::: Dataset records
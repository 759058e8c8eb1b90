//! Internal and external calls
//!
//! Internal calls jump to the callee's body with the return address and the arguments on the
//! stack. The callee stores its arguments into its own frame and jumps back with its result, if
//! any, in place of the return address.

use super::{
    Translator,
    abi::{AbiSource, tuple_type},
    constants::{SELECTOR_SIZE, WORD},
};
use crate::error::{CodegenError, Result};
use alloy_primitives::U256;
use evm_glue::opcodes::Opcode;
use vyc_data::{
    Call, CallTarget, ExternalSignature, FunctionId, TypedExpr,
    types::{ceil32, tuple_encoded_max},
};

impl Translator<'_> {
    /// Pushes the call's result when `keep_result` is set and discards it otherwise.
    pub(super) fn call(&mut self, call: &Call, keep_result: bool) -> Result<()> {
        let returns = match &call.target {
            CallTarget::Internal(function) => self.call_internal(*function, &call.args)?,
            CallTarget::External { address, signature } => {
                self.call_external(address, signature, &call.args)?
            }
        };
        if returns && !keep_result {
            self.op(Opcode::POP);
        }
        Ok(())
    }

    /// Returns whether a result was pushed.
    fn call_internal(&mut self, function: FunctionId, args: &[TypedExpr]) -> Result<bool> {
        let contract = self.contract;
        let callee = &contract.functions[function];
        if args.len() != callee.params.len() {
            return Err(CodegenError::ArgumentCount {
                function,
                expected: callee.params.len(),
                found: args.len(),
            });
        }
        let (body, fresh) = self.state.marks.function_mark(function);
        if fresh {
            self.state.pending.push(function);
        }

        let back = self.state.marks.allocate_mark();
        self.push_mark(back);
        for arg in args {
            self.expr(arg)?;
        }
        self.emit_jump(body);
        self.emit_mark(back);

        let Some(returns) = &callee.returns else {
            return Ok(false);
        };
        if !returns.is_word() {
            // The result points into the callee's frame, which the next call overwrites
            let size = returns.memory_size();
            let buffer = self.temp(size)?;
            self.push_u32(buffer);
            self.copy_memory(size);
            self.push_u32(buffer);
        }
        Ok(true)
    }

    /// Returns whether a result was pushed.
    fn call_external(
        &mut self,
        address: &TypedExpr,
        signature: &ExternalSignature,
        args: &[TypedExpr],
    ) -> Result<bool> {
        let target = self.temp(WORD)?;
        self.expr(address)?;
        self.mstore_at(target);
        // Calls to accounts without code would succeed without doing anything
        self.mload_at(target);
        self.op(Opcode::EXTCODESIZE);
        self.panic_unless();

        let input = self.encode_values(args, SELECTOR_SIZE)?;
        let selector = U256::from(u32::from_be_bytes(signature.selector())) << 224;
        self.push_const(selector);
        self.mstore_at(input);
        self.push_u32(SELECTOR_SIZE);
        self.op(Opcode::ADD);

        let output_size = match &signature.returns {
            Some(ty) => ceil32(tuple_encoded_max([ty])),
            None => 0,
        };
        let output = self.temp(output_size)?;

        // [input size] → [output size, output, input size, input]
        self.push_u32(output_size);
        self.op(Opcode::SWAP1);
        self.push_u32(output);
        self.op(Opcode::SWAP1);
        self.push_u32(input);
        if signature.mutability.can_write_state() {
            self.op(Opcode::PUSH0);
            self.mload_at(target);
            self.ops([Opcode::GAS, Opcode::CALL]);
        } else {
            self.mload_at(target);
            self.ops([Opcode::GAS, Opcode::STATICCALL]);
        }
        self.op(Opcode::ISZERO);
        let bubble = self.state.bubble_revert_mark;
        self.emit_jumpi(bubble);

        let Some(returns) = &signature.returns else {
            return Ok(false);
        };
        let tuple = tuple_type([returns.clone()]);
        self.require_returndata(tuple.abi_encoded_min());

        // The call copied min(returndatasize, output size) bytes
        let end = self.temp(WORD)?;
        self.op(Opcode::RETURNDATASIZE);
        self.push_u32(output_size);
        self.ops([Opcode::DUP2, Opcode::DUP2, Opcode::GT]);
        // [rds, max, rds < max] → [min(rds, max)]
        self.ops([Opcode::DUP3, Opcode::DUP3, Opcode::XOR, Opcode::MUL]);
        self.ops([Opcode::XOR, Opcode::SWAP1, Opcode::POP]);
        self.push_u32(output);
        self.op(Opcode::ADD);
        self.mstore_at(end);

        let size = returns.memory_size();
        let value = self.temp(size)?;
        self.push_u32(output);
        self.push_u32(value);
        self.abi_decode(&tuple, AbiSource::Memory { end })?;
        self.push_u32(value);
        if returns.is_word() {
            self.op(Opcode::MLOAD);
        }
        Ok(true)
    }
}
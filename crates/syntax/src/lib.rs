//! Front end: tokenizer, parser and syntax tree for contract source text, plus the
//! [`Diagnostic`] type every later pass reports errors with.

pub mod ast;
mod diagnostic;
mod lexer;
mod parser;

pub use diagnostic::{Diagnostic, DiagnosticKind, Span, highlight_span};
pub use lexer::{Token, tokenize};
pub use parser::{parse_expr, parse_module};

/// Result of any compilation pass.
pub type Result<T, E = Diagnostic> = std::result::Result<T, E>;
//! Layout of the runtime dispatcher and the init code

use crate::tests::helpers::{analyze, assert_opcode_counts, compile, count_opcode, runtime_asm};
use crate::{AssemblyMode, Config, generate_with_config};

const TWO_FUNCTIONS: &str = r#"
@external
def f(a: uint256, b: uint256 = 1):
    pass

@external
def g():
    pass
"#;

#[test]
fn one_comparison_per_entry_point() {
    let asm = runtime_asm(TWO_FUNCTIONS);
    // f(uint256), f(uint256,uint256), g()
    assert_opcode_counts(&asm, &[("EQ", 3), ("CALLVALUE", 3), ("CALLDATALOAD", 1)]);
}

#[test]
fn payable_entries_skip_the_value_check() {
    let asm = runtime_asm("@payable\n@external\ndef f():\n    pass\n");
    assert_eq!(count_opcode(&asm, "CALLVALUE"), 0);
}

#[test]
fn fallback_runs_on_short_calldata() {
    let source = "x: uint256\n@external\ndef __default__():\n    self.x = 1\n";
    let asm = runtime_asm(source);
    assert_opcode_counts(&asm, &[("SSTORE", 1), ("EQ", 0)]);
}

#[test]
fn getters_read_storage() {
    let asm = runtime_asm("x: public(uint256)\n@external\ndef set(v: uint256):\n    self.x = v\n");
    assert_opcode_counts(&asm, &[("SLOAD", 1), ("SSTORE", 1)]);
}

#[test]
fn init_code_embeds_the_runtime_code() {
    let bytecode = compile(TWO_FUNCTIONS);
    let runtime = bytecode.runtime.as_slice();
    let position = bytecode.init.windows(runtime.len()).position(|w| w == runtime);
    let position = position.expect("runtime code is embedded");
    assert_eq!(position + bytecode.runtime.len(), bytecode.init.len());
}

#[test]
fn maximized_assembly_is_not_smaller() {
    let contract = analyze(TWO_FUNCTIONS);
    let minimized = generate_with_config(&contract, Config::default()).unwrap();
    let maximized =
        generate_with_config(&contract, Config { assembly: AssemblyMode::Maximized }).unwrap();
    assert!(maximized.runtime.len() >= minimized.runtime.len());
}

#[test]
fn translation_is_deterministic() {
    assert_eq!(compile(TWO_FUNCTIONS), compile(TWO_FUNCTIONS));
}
::::::
[Exercise requirements]:
Go through the data and show each line that holds "pass".

[Output]:
//! [`Diagnostic`] type every later pass reports errors with.
/// Result of any compilation pass.
    pass
    pass
    let asm = runtime_asm("@payable\n@external\ndef f():\n    pass\n");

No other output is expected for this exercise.